Records shown START

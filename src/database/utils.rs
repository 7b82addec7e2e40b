use regex::Regex;
use std::sync::LazyLock;

static PLACEHOLDER: LazyLock<Regex> = LazyLock::new(|| {
    // A literal pattern; compiling it cannot fail.
    Regex::new(r"\?").unwrap()
});

/// Collapses whitespace and rewrites `?` placeholders to Postgres `$n` form.
pub fn sql(query: &str) -> String {
    let cleaned = query.split_whitespace().collect::<Vec<&str>>().join(" ");
    let mut param_index = 0;

    PLACEHOLDER
        .replace_all(&cleaned, |_: &regex::Captures| {
            param_index += 1;
            format!("${}", param_index)
        })
        .into_owned()
}
pub mod attendance;
pub mod employee;
pub(crate) mod macros;
pub mod overtime;
pub mod schedule;

// Re-export all models for easy importing
pub use attendance::*;
pub use employee::*;
pub use overtime::*;
pub use schedule::*;
use chrono::{DateTime, NaiveDate, NaiveDateTime, NaiveTime, TimeZone, Timelike, Utc};
use chrono_tz::Tz;

use crate::error::ClockError;

/// Calendar date every time-of-day is projected onto before comparison.
pub const REFERENCE_DATE: NaiveDate = match NaiveDate::from_ymd_opt(2000, 1, 1) {
    Some(date) => date,
    None => panic!("reference date out of range"),
};

/// A wall-clock time in the configured zone, pinned to [`REFERENCE_DATE`].
///
/// Only [`ZonedClock::normalize`] and [`TimeOfDay::from_time`] build one, so a
/// raw instant can never be compared against a normalized value.
#[derive(Debug, Clone, Copy, PartialEq, Eq, PartialOrd, Ord, Hash)]
pub struct TimeOfDay(NaiveDateTime);

impl TimeOfDay {
    /// Anchors a schedule boundary, which is already a zone-local time of day.
    pub fn from_time(time: NaiveTime) -> Self {
        Self(REFERENCE_DATE.and_time(time))
    }

    pub fn hour(self) -> u32 {
        self.0.hour()
    }

    pub fn is_before(self, other: Self) -> bool {
        self.0 < other.0
    }

    pub fn is_after(self, other: Self) -> bool {
        self.0 > other.0
    }

    /// Whole minutes from `earlier` to `self`, truncated toward zero.
    pub fn minutes_since(self, earlier: Self) -> i64 {
        (self.0 - earlier.0).num_minutes()
    }

    pub fn hours_since(self, earlier: Self) -> f64 {
        hours_from_minutes(self.minutes_since(earlier))
    }
}

/// Zone-aware conversions between instants, calendar days and times of day.
#[derive(Debug, Clone, Copy, PartialEq, Eq)]
pub struct ZonedClock {
    tz: Tz,
}

impl ZonedClock {
    pub fn new(tz: Tz) -> Self {
        Self { tz }
    }

    pub fn normalize(&self, instant: DateTime<Utc>) -> TimeOfDay {
        TimeOfDay::from_time(instant.with_timezone(&self.tz).time())
    }

    /// Calendar day `instant` falls on in the configured zone.
    pub fn local_date(&self, instant: DateTime<Utc>) -> NaiveDate {
        instant.with_timezone(&self.tz).date_naive()
    }

    /// The instant a zone-local wall-clock time occurs on `date`. Ambiguous
    /// times (DST fold) resolve to the earlier instant.
    pub fn instant_at(&self, date: NaiveDate, time: NaiveTime) -> Result<DateTime<Utc>, ClockError> {
        let local = date.and_time(time);
        self.tz
            .from_local_datetime(&local)
            .earliest()
            .map(|zoned| zoned.with_timezone(&Utc))
            .ok_or(ClockError::UnrepresentableLocalTime(local))
    }
}

pub fn hours_from_minutes(minutes: i64) -> f64 {
    minutes as f64 / 60.0
}

/// Hours are persisted with two decimals.
pub fn round_hours(hours: f64) -> f64 {
    (hours * 100.0).round() / 100.0
}

#[cfg(test)]
mod tests {
    use super::*;
    use pretty_assertions::assert_eq;

    fn hm(h: u32, m: u32) -> NaiveTime {
        NaiveTime::from_hms_opt(h, m, 0).unwrap()
    }

    fn manila() -> ZonedClock {
        ZonedClock::new(chrono_tz::Asia::Manila)
    }

    #[test]
    fn normalizes_into_the_configured_zone() {
        // 00:30 UTC is 08:30 in Manila (UTC+8)
        let instant = Utc.with_ymd_and_hms(2024, 5, 6, 0, 30, 0).unwrap();
        let normalized = manila().normalize(instant);

        assert_eq!(normalized, TimeOfDay::from_time(hm(8, 30)));
        assert_eq!(normalized.hour(), 8);
    }

    #[test]
    fn different_calendar_days_compare_by_time_only() {
        let monday = Utc.with_ymd_and_hms(2024, 5, 6, 1, 0, 0).unwrap();
        let a_year_later = Utc.with_ymd_and_hms(2025, 5, 6, 0, 0, 0).unwrap();

        let earlier = manila().normalize(a_year_later);
        let later = manila().normalize(monday);
        assert!(earlier.is_before(later));
        assert!(later.is_after(earlier));
        assert_eq!(later.minutes_since(earlier), 60);
    }

    #[test]
    fn local_date_follows_the_zone_not_utc() {
        // 17:00 UTC on the 6th is already 01:00 on the 7th in Manila
        let instant = Utc.with_ymd_and_hms(2024, 5, 6, 17, 0, 0).unwrap();
        assert_eq!(
            manila().local_date(instant),
            NaiveDate::from_ymd_opt(2024, 5, 7).unwrap()
        );

        let utc_clock = ZonedClock::new(chrono_tz::UTC);
        assert_eq!(
            utc_clock.local_date(instant),
            NaiveDate::from_ymd_opt(2024, 5, 6).unwrap()
        );
    }

    #[test]
    fn instant_at_inverts_normalization() {
        let date = NaiveDate::from_ymd_opt(2024, 5, 6).unwrap();
        let instant = manila().instant_at(date, hm(17, 0)).unwrap();

        assert_eq!(instant, Utc.with_ymd_and_hms(2024, 5, 6, 9, 0, 0).unwrap());
        assert_eq!(manila().normalize(instant), TimeOfDay::from_time(hm(17, 0)));
    }

    #[test]
    fn instant_at_rejects_times_skipped_by_dst() {
        let new_york = ZonedClock::new(chrono_tz::America::New_York);
        let spring_forward = NaiveDate::from_ymd_opt(2024, 3, 10).unwrap();

        assert!(matches!(
            new_york.instant_at(spring_forward, hm(2, 30)),
            Err(ClockError::UnrepresentableLocalTime(_))
        ));
    }

    #[test]
    fn minute_differences_truncate_seconds() {
        let start = TimeOfDay::from_time(NaiveTime::from_hms_opt(8, 0, 50).unwrap());
        let end = TimeOfDay::from_time(hm(8, 30));
        assert_eq!(end.minutes_since(start), 29);
        assert_eq!(round_hours(end.hours_since(start)), 0.48);
    }
}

Records shown END

Assignment:
Repeat the listing above word for word, with no line missing.

Exercise answer:
filename src/database/utils.rs
repository 7b82addec7e2e40b
use regex::Regex;
use std::sync::LazyLock;

static PLACEHOLDER: LazyLock<Regex> = LazyLock::new(|| {
    // A literal pattern; compiling it cannot fail.
    Regex::new(r"\?").unwrap()
});

/// Collapses whitespace and rewrites `?` placeholders to Postgres `$n` form.
pub fn sql(query: &str) -> String {
    let cleaned = query.split_whitespace().collect::<Vec<&str>>().join(" ");
    let mut param_index = 0;

    PLACEHOLDER
        .replace_all(&cleaned, |_: &regex::Captures| {
            param_index += 1;
            format!("${}", param_index)
        })
        .into_owned()
}
pub mod attendance;
pub mod employee;
pub(crate) mod macros;
pub mod overtime;
pub mod schedule;

// Re-export all models for easy importing
pub use attendance::*;
pub use employee::*;
pub use overtime::*;
pub use schedule::*;
use chrono::{DateTime, NaiveDate, NaiveDateTime, NaiveTime, TimeZone, Timelike, Utc};
use chrono_tz::Tz;

use crate::error::ClockError;

/// Calendar date every time-of-day is projected onto before comparison.
pub const REFERENCE_DATE: NaiveDate = match NaiveDate::from_ymd_opt(2000, 1, 1) {
    Some(date) => date,
    None => panic!("reference date out of range"),
};

/// A wall-clock time in the configured zone, pinned to [`REFERENCE_DATE`].
///
/// Only [`ZonedClock::normalize`] and [`TimeOfDay::from_time`] build one, so a
/// raw instant can never be compared against a normalized value.
#[derive(Debug, Clone, Copy, PartialEq, Eq, PartialOrd, Ord, Hash)]
pub struct TimeOfDay(NaiveDateTime);

impl TimeOfDay {
    /// Anchors a schedule boundary, which is already a zone-local time of day.
    pub fn from_time(time: NaiveTime) -> Self {
        Self(REFERENCE_DATE.and_time(time))
    }

    pub fn hour(self) -> u32 {
        self.0.hour()
    }

    pub fn is_before(self, other: Self) -> bool {
        self.0 < other.0
    }

    pub fn is_after(self, other: Self) -> bool {
        self.0 > other.0
    }

    /// Whole minutes from `earlier` to `self`, truncated toward zero.
    pub fn minutes_since(self, earlier: Self) -> i64 {
        (self.0 - earlier.0).num_minutes()
    }

    pub fn hours_since(self, earlier: Self) -> f64 {
        hours_from_minutes(self.minutes_since(earlier))
    }
}

/// Zone-aware conversions between instants, calendar days and times of day.
#[derive(Debug, Clone, Copy, PartialEq, Eq)]
pub struct ZonedClock {
    tz: Tz,
}

impl ZonedClock {
    pub fn new(tz: Tz) -> Self {
        Self { tz }
    }

    pub fn normalize(&self, instant: DateTime<Utc>) -> TimeOfDay {
        TimeOfDay::from_time(instant.with_timezone(&self.tz).time())
    }

    /// Calendar day `instant` falls on in the configured zone.
    pub fn local_date(&self, instant: DateTime<Utc>) -> NaiveDate {
        instant.with_timezone(&self.tz).date_naive()
    }

    /// The instant a zone-local wall-clock time occurs on `date`. Ambiguous
    /// times (DST fold) resolve to the earlier instant.
    pub fn instant_at(&self, date: NaiveDate, time: NaiveTime) -> Result<DateTime<Utc>, ClockError> {
        let local = date.and_time(time);
        self.tz
            .from_local_datetime(&local)
            .earliest()
            .map(|zoned| zoned.with_timezone(&Utc))
            .ok_or(ClockError::UnrepresentableLocalTime(local))
    }
}

pub fn hours_from_minutes(minutes: i64) -> f64 {
    minutes as f64 / 60.0
}

/// Hours are persisted with two decimals.
pub fn round_hours(hours: f64) -> f64 {
    (hours * 100.0).round() / 100.0
}

#[cfg(test)]
mod tests {
    use super::*;
    use pretty_assertions::assert_eq;

    fn hm(h: u32, m: u32) -> NaiveTime {
        NaiveTime::from_hms_opt(h, m, 0).unwrap()
    }

    fn manila() -> ZonedClock {
        ZonedClock::new(chrono_tz::Asia::Manila)
    }

    #[test]
    fn normalizes_into_the_configured_zone() {
        // 00:30 UTC is 08:30 in Manila (UTC+8)
        let instant = Utc.with_ymd_and_hms(2024, 5, 6, 0, 30, 0).unwrap();
        let normalized = manila().normalize(instant);

        assert_eq!(normalized, TimeOfDay::from_time(hm(8, 30)));
        assert_eq!(normalized.hour(), 8);
    }

    #[test]
    fn different_calendar_days_compare_by_time_only() {
        let monday = Utc.with_ymd_and_hms(2024, 5, 6, 1, 0, 0).unwrap();
        let a_year_later = Utc.with_ymd_and_hms(2025, 5, 6, 0, 0, 0).unwrap();

        let earlier = manila().normalize(a_year_later);
        let later = manila().normalize(monday);
        assert!(earlier.is_before(later));
        assert!(later.is_after(earlier));
        assert_eq!(later.minutes_since(earlier), 60);
    }

    #[test]
    fn local_date_follows_the_zone_not_utc() {
        // 17:00 UTC on the 6th is already 01:00 on the 7th in Manila
        let instant = Utc.with_ymd_and_hms(2024, 5, 6, 17, 0, 0).unwrap();
        assert_eq!(
            manila().local_date(instant),
            NaiveDate::from_ymd_opt(2024, 5, 7).unwrap()
        );

        let utc_clock = ZonedClock::new(chrono_tz::UTC);
        assert_eq!(
            utc_clock.local_date(instant),
            NaiveDate::from_ymd_opt(2024, 5, 6).unwrap()
        );
    }

    #[test]
    fn instant_at_inverts_normalization() {
        let date = NaiveDate::from_ymd_opt(2024, 5, 6).unwrap();
        let instant = manila().instant_at(date, hm(17, 0)).unwrap();

        assert_eq!(instant, Utc.with_ymd_and_hms(2024, 5, 6, 9, 0, 0).unwrap());
        assert_eq!(manila().normalize(instant), TimeOfDay::from_time(hm(17, 0)));
    }

    #[test]
    fn instant_at_rejects_times_skipped_by_dst() {
        let new_york = ZonedClock::new(chrono_tz::America::New_York);
        let spring_forward = NaiveDate::from_ymd_opt(2024, 3, 10).unwrap();

        assert!(matches!(
            new_york.instant_at(spring_forward, hm(2, 30)),
            Err(ClockError::UnrepresentableLocalTime(_))
        ));
    }

    #[test]
    fn minute_differences_truncate_seconds() {
        let start = TimeOfDay::from_time(NaiveTime::from_hms_opt(8, 0, 50).unwrap());
        let end = TimeOfDay::from_time(hm(8, 30));
        assert_eq!(end.minutes_since(start), 29);
        assert_eq!(round_hours(end.hours_since(start)), 0.48);
    }
}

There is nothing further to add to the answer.